The condition of the US winter wheat crop gained a few percentage points, but this is still the worst start since 2002. Storms are expected to bring in moisture but drought still prevails across much of the mid-west.
EU markets continue to firm, with a technical squeeze applying to the May MATIF - a lack of supply and high demand means short sellers are looking to cover their positions, which is pushing prices higher.
EU exports continue their brisk pace. USDA has again raising its projection for this trade to over 20mln t, leaving all-wheat stocks at just over 10mln t. The current weather pattern is raising concerns over late development of the crop and the potential impact upon yields, as snow cover starts to recede under cold conditions.
The UK is expected to see the first signs of spring next week as temperatures start to warm up. However, like much of Northern Europe, crops are well behind normal for this time of year – the UK still looks very brown. Hopefully, warmer weather will encourage plant growth but, as times progress, yield potential on what crop is growing will come under increased scrutiny.

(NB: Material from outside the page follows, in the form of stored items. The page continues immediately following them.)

//! Status ledger: the single source of truth for per-URL lifecycle state
//!
//! The ledger lives in memory for the lifetime of the process. The HTTP
//! layer writes `Queued` entries on submission and reads snapshots for
//! status queries; workers move entries through `Running` into a terminal
//! state.
//!
//! ## Usage
//!
//! ```rust
//! use grabbox::ledger::{StatusLedger, WorkState};
//!
//! let ledger = StatusLedger::new();
//! ledger.submit("https://example.com/watch?v=1");
//!
//! let generation = ledger.begin("https://example.com/watch?v=1").unwrap();
//! ledger.finish("https://example.com/watch?v=1", generation, WorkState::Succeeded);
//!
//! assert_eq!(ledger.snapshot().completed.len(), 1);
//! ```

pub mod state;
pub mod store;

pub use state::{FailureReason, WorkItem, WorkState};
pub use store::{FailedEntry, StatusLedger, StatusReport};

Jonathan Lane, Gleadell’s Trading Manager, comments on the OSR market
- The May 13 MATIF rapeseed contract has moved in a narrow range this week with only light volumes being traded, leaving UK domestic prices around £385/t ex-farm for May. The broker market has been fairly quiet with little coming forward from farm.
- Poor margins mean limited crush demand and some European crushers will remain idle until the end of the season, with others selling back seed purchases. Merchants covering short sales are currently the best bids in the domestic market, paying more than crushers.
- The new crop market remains quiet here and in Europe, with farmers reluctant to sell. Although the UK crop prospects look poor and France has had some weather damage, on the whole the European picture is one of a large crop, with an improving weather situation in Germany and no major problems yet reported in Poland or the Ukraine.
- The USDA report on Wednesday raised global soybean ending stocks and reduced Chinese imports. The harvest continues in South America and, with no major weather problems, the focus will begin to shift towards US plantings.